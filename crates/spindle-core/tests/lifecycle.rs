//! End-to-end: submit through the app, run the worker against an on-disk
//! SQLite store, inspect the records.

use std::path::Path;
use std::sync::Arc;
use std::time::Duration;

use async_trait::async_trait;
use serde::{Deserialize, Serialize};
use serde_json::json;
use tempfile::TempDir;

use spindle_core::app::ORPHAN_REASON;
use spindle_core::domain::DomainEvent;
use spindle_core::impls::{NoopEventSink, RecordingEventSink, SqliteTaskStore};
use spindle_core::ports::{EventSink, TaskStore};
use spindle_core::{
    App, AppBuilder, InvocationError, QueueConfig, StopOutcome, Task, TaskId, TaskStatus,
    TypedFunction,
};

#[derive(Serialize, Deserialize)]
struct AddArgs {
    a: i64,
    b: i64,
}

struct AddNumbers;

#[async_trait]
impl TypedFunction for AddNumbers {
    const NAME: &'static str = "add_numbers";
    type Args = AddArgs;
    type Output = i64;

    async fn call(&self, args: AddArgs) -> Result<i64, InvocationError> {
        Ok(args.a + args.b)
    }
}

struct Divide;

#[async_trait]
impl TypedFunction for Divide {
    const NAME: &'static str = "divide";
    type Args = AddArgs;
    type Output = i64;

    async fn call(&self, args: AddArgs) -> Result<i64, InvocationError> {
        args.a
            .checked_div(args.b)
            .ok_or_else(|| InvocationError::new("division by zero"))
    }
}

#[derive(Serialize, Deserialize)]
struct SleepArgs {
    ms: u64,
}

struct Sleepy;

#[async_trait]
impl TypedFunction for Sleepy {
    const NAME: &'static str = "sleepy";
    type Args = SleepArgs;
    type Output = String;

    async fn call(&self, args: SleepArgs) -> Result<String, InvocationError> {
        tokio::time::sleep(Duration::from_millis(args.ms)).await;
        Ok("awake".to_string())
    }
}

fn config() -> QueueConfig {
    QueueConfig {
        poll_interval_ms: 10,
        ..QueueConfig::default()
    }
}

async fn app_at(path: &Path, events: Arc<dyn EventSink>) -> App {
    let store = SqliteTaskStore::open(path).await.unwrap();
    AppBuilder::new()
        .with_store(store)
        .with_event_sink(events)
        .with_config(config())
        .register_typed(AddNumbers)
        .register_typed(Divide)
        .register_typed(Sleepy)
        .expect_functions(&["add_numbers", "divide", "sleepy"])
        .build()
        .unwrap()
}

async fn wait_for_terminal(app: &App, id: TaskId) -> Task {
    for _ in 0..500 {
        let task = app.queue().get(id).await.unwrap().unwrap();
        if task.status.is_terminal() {
            return task;
        }
        tokio::time::sleep(Duration::from_millis(10)).await;
    }
    panic!("task {id} did not finish");
}

async fn wait_for_status(app: &App, id: TaskId, status: TaskStatus) {
    for _ in 0..500 {
        if app.queue().get(id).await.unwrap().unwrap().status == status {
            return;
        }
        tokio::time::sleep(Duration::from_millis(5)).await;
    }
    panic!("task {id} never reached {status}");
}

async fn wait_until_drained(app: &App) {
    for _ in 0..500 {
        if app.queue().counts().await.unwrap().is_drained() {
            return;
        }
        tokio::time::sleep(Duration::from_millis(10)).await;
    }
    panic!("queue did not drain");
}

#[tokio::test]
async fn add_numbers_succeeds_with_result() {
    let dir = TempDir::new().unwrap();
    let app = app_at(&dir.path().join("tasks.db"), Arc::new(NoopEventSink)).await;
    let worker = app.start_worker().unwrap();

    let id = app
        .queue()
        .submit_value("add_numbers", json!({"a": 2, "b": 5}))
        .await
        .unwrap();
    let task = wait_for_terminal(&app, id).await;

    assert_eq!(task.status, TaskStatus::Success);
    assert_eq!(task.result, Some(json!(7)));
    assert!(task.error.is_none());
    assert_eq!(
        worker.stop(Duration::from_secs(1)).await.unwrap(),
        StopOutcome::Stopped
    );
}

#[tokio::test]
async fn failure_does_not_block_later_tasks() {
    let dir = TempDir::new().unwrap();
    let app = app_at(&dir.path().join("tasks.db"), Arc::new(NoopEventSink)).await;
    let worker = app.start_worker().unwrap();

    let failing = app
        .queue()
        .submit_value("divide", json!({"a": 1, "b": 0}))
        .await
        .unwrap();
    let next = app
        .queue()
        .submit_value("add_numbers", json!({"a": 10, "b": 90}))
        .await
        .unwrap();

    let failing = wait_for_terminal(&app, failing).await;
    assert_eq!(failing.status, TaskStatus::Failed);
    assert_eq!(failing.error.as_deref(), Some("division by zero"));
    assert!(failing.result.is_none());

    let next = wait_for_terminal(&app, next).await;
    assert_eq!(next.status, TaskStatus::Success);
    assert_eq!(next.result, Some(json!(100)));

    worker.stop(Duration::from_secs(1)).await.unwrap();
}

#[tokio::test]
async fn unknown_function_creates_no_record() {
    let dir = TempDir::new().unwrap();
    let app = app_at(&dir.path().join("tasks.db"), Arc::new(NoopEventSink)).await;
    app.queue()
        .submit_value("add_numbers", json!({"a": 1, "b": 1}))
        .await
        .unwrap();
    let before = app.queue().list_all().await.unwrap().len();

    let err = app
        .queue()
        .submit_value("does_not_exist", json!({}))
        .await
        .unwrap_err();

    assert!(matches!(err, spindle_core::QueueError::UnknownFunction(_)));
    assert_eq!(app.queue().list_all().await.unwrap().len(), before);
}

#[tokio::test]
async fn tasks_are_claimed_in_submission_order() {
    let dir = TempDir::new().unwrap();
    let events = Arc::new(RecordingEventSink::new());
    let app = app_at(&dir.path().join("tasks.db"), events.clone()).await;

    // submit everything before the worker exists so all are PENDING together
    let mut submitted = Vec::new();
    for i in 0..10 {
        submitted.push(
            app.queue()
                .submit_value("add_numbers", json!({"a": i, "b": i}))
                .await
                .unwrap(),
        );
    }

    let worker = app.start_worker().unwrap();
    wait_until_drained(&app).await;
    worker.stop(Duration::from_secs(1)).await.unwrap();

    let claimed: Vec<TaskId> = events
        .events()
        .iter()
        .filter_map(|event| match event {
            DomainEvent::TaskClaimed { task_id, .. } => Some(*task_id),
            _ => None,
        })
        .collect();
    assert_eq!(claimed, submitted);
}

#[tokio::test]
async fn terminal_records_survive_reopen() {
    let dir = TempDir::new().unwrap();
    let path = dir.path().join("tasks.db");

    let before = {
        let app = app_at(&path, Arc::new(NoopEventSink)).await;
        let worker = app.start_worker().unwrap();
        app.queue()
            .submit_value("add_numbers", json!({"a": 2, "b": 5}))
            .await
            .unwrap();
        app.queue()
            .submit_value("divide", json!({"a": 2, "b": 0}))
            .await
            .unwrap();
        wait_until_drained(&app).await;
        worker.stop(Duration::from_secs(1)).await.unwrap();
        app.queue().list_all().await.unwrap()
    };

    let reopened = SqliteTaskStore::open(&path).await.unwrap();
    let after = reopened.list_all().await.unwrap();

    assert_eq!(after, before);
    assert!(after.iter().all(|task| task.status.is_terminal()));
}

#[tokio::test]
async fn stop_waits_for_in_flight_task() {
    let dir = TempDir::new().unwrap();
    let app = app_at(&dir.path().join("tasks.db"), Arc::new(NoopEventSink)).await;
    let worker = app.start_worker().unwrap();

    let slow = app
        .queue()
        .submit_value("sleepy", json!({"ms": 200}))
        .await
        .unwrap();
    let queued = app
        .queue()
        .submit_value("add_numbers", json!({"a": 1, "b": 2}))
        .await
        .unwrap();
    wait_for_status(&app, slow, TaskStatus::Running).await;

    assert_eq!(
        worker.stop(Duration::from_secs(5)).await.unwrap(),
        StopOutcome::Stopped
    );

    let slow = app.queue().get(slow).await.unwrap().unwrap();
    assert_eq!(slow.status, TaskStatus::Success);
    assert_eq!(slow.result, Some(json!("awake")));

    // the stop took effect before the next claim
    let queued = app.queue().get(queued).await.unwrap().unwrap();
    assert_eq!(queued.status, TaskStatus::Pending);
    assert_eq!(app.queue().counts().await.unwrap().running, 0);
}

#[tokio::test]
async fn timed_out_stop_still_records_the_task_and_releases_the_worker() {
    let dir = TempDir::new().unwrap();
    let app = app_at(&dir.path().join("tasks.db"), Arc::new(NoopEventSink)).await;
    let worker = app.start_worker().unwrap();

    let slow = app
        .queue()
        .submit_value("sleepy", json!({"ms": 300}))
        .await
        .unwrap();
    wait_for_status(&app, slow, TaskStatus::Running).await;

    assert_eq!(
        worker.stop(Duration::from_millis(50)).await.unwrap(),
        StopOutcome::TimedOut
    );

    // the detached loop finishes the task, then exits and frees the slot
    let task = wait_for_terminal(&app, slow).await;
    assert_eq!(task.status, TaskStatus::Success);

    let mut restarted = None;
    for _ in 0..200 {
        if let Ok(worker) = app.start_worker() {
            restarted = Some(worker);
            break;
        }
        tokio::time::sleep(Duration::from_millis(5)).await;
    }
    let worker = restarted.expect("worker slot was never released");
    assert_eq!(
        worker.stop(Duration::from_secs(1)).await.unwrap(),
        StopOutcome::Stopped
    );
}

#[tokio::test]
async fn orphaned_running_task_is_failed_on_start() {
    let dir = TempDir::new().unwrap();
    let path = dir.path().join("tasks.db");

    let orphan = {
        let app = app_at(&path, Arc::new(NoopEventSink)).await;
        app.queue()
            .submit_value("add_numbers", json!({"a": 1, "b": 1}))
            .await
            .unwrap()
    };
    // simulate a crash between set_running and set_terminal
    SqliteTaskStore::open(&path)
        .await
        .unwrap()
        .set_running(orphan)
        .await
        .unwrap();

    let events = Arc::new(RecordingEventSink::new());
    let app = app_at(&path, events.clone()).await;
    let worker = app.start_worker().unwrap();
    let task = wait_for_terminal(&app, orphan).await;
    worker.stop(Duration::from_secs(1)).await.unwrap();

    assert_eq!(task.status, TaskStatus::Failed);
    assert_eq!(task.error.as_deref(), Some(ORPHAN_REASON));
    assert!(events
        .events()
        .contains(&DomainEvent::OrphanFailed { task_id: orphan }));
}
fn is_unique_violation(e: &rusqlite::Error) -> bool {
    matches!(
        e,
        rusqlite::Error::SqliteFailure(err, _) if err.code == ErrorCode::ConstraintViolation
    )
}

/// Raw column values, decoded outside of rusqlite so that a bad row is
/// reported as `Corrupt` rather than as a storage failure.
struct TaskRow {
    seq: i64,
    id: String,
    function: String,
    arguments: String,
    status: String,
    result: Option<String>,
    error: Option<String>,
    created_at: String,
    updated_at: String,
}

impl TaskRow {
    fn from_row(row: &Row<'_>) -> rusqlite::Result<Self> {
        Ok(Self {
            seq: row.get(0)?,
            id: row.get(1)?,
            function: row.get(2)?,
            arguments: row.get(3)?,
            status: row.get(4)?,
            result: row.get(5)?,
            error: row.get(6)?,
            created_at: row.get(7)?,
            updated_at: row.get(8)?,
        })
    }

    fn into_task(self) -> Result<Task> {
        let corrupt = |what: &str, e: &dyn std::fmt::Display| {
            QueueError::Corrupt(format!("task {}: {what}: {e}", self.id))
        };

        let id: TaskId = self.id.parse().map_err(|e| corrupt("id", &e))?;
        let arguments: Arguments =
            serde_json::from_str(&self.arguments).map_err(|e| corrupt("arguments", &e))?;
        let status: TaskStatus = self.status.parse().map_err(|e| corrupt("status", &e))?;
        let result: Option<serde_json::Value> = self
            .result
            .as_deref()
            .map(serde_json::from_str)
            .transpose()
            .map_err(|e| corrupt("result", &e))?;
        let created_at = parse_timestamp(&self.created_at).map_err(|e| corrupt("created_at", &e))?;
        let updated_at = parse_timestamp(&self.updated_at).map_err(|e| corrupt("updated_at", &e))?;

        Ok(Task {
            id,
            function: self.function,
            arguments,
            status,
            result,
            error: self.error,
            created_at,
            updated_at,
        })
    }
}

fn parse_timestamp(s: &str) -> std::result::Result<DateTime<Utc>, chrono::ParseError> {
    DateTime::parse_from_rfc3339(s).map(|t| t.with_timezone(&Utc))
}
//! Events - 診断用のドメインイベント
//!
//! EventSink へ送られる best-effort の通知です。耐久性の契約には含まれません。

use serde_json::Value;

use super::ids::TaskId;
use super::task::Arguments;

/// DomainEvent はキューで発生したイベント
#[derive(Debug, Clone, PartialEq)]
pub enum DomainEvent {
    TaskSubmitted {
        task_id: TaskId,
        function: String,
        arguments: Arguments,
    },
    TaskClaimed {
        task_id: TaskId,
        function: String,
    },
    TaskSucceeded {
        task_id: TaskId,
        function: String,
        result: Value,
    },
    TaskFailed {
        task_id: TaskId,
        function: String,
        error: String,
    },
    /// A RUNNING task left over from a previous process was marked FAILED.
    OrphanFailed { task_id: TaskId },
}

impl DomainEvent {
    pub fn task_id(&self) -> TaskId {
        match self {
            DomainEvent::TaskSubmitted { task_id, .. }
            | DomainEvent::TaskClaimed { task_id, .. }
            | DomainEvent::TaskSucceeded { task_id, .. }
            | DomainEvent::TaskFailed { task_id, .. }
            | DomainEvent::OrphanFailed { task_id } => *task_id,
        }
    }

    pub fn name(&self) -> &'static str {
        match self {
            DomainEvent::TaskSubmitted { .. } => "submitted",
            DomainEvent::TaskClaimed { .. } => "claimed",
            DomainEvent::TaskSucceeded { .. } => "succeeded",
            DomainEvent::TaskFailed { .. } => "failed",
            DomainEvent::OrphanFailed { .. } => "orphan_failed",
        }
    }
}
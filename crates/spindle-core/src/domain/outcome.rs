//! Outcome model: how one invocation ended.
//!
//! The terminal write to the store takes a [`TaskOutcome`], so a terminal
//! record carries either a result or an error, never both and never neither.

use serde::{Deserialize, Serialize};
use serde_json::Value;

use super::state::TaskStatus;

/// Error returned by a registered function.
///
/// Carries only a human-readable description; it is recorded on the task
/// and never propagated past the worker loop.
#[derive(Debug, Clone, PartialEq, Eq, thiserror::Error)]
#[error("{message}")]
pub struct InvocationError {
    message: String,
}

impl InvocationError {
    pub fn new(message: impl Into<String>) -> Self {
        Self {
            message: message.into(),
        }
    }

    pub fn message(&self) -> &str {
        &self.message
    }
}

/// Terminal outcome of a task.
#[derive(Debug, Clone, PartialEq, Serialize, Deserialize)]
#[serde(tag = "status", content = "value", rename_all = "SCREAMING_SNAKE_CASE")]
pub enum TaskOutcome {
    /// Serialized return value.
    Success(Value),

    /// Failure description.
    Failed(String),
}

impl TaskOutcome {
    pub fn success(value: Value) -> Self {
        TaskOutcome::Success(value)
    }

    /// Build a failure outcome. An empty description is replaced so that a
    /// FAILED record always has a non-empty `error`.
    pub fn failed(description: impl Into<String>) -> Self {
        let description = description.into();
        if description.trim().is_empty() {
            TaskOutcome::Failed("function failed without a description".to_string())
        } else {
            TaskOutcome::Failed(description)
        }
    }

    pub fn status(&self) -> TaskStatus {
        match self {
            TaskOutcome::Success(_) => TaskStatus::Success,
            TaskOutcome::Failed(_) => TaskStatus::Failed,
        }
    }

    /// Split into the `(result, error)` column pair.
    pub fn into_parts(self) -> (Option<Value>, Option<String>) {
        match self {
            TaskOutcome::Success(value) => (Some(value), None),
            TaskOutcome::Failed(error) => (None, Some(error)),
        }
    }
}

impl From<Result<Value, InvocationError>> for TaskOutcome {
    fn from(result: Result<Value, InvocationError>) -> Self {
        match result {
            Ok(value) => TaskOutcome::success(value),
            Err(err) => TaskOutcome::failed(err.message),
        }
    }
}
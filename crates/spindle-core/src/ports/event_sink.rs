//! EventSink port - 診断イベントの出力先
//!
//! # 実装
//! - TracingEventSink: tracing にログとして出す（デフォルト）
//! - NoopEventSink: 何もしない
//! - RecordingEventSink: メモリに溜める（テスト用）

use crate::domain::DomainEvent;

/// EventSink はドメインイベントを記録
///
/// best-effort: 失敗してもキューの動作には影響させないため、Result を返しません。
pub trait EventSink: Send + Sync {
    fn emit(&self, event: &DomainEvent);
}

──────────

§ THE TASK: Lines in the data that hold "AddNumbers" must be located and copied.

§ RESULT:
struct AddNumbers;
impl TypedFunction for AddNumbers {
        .register_typed(AddNumbers)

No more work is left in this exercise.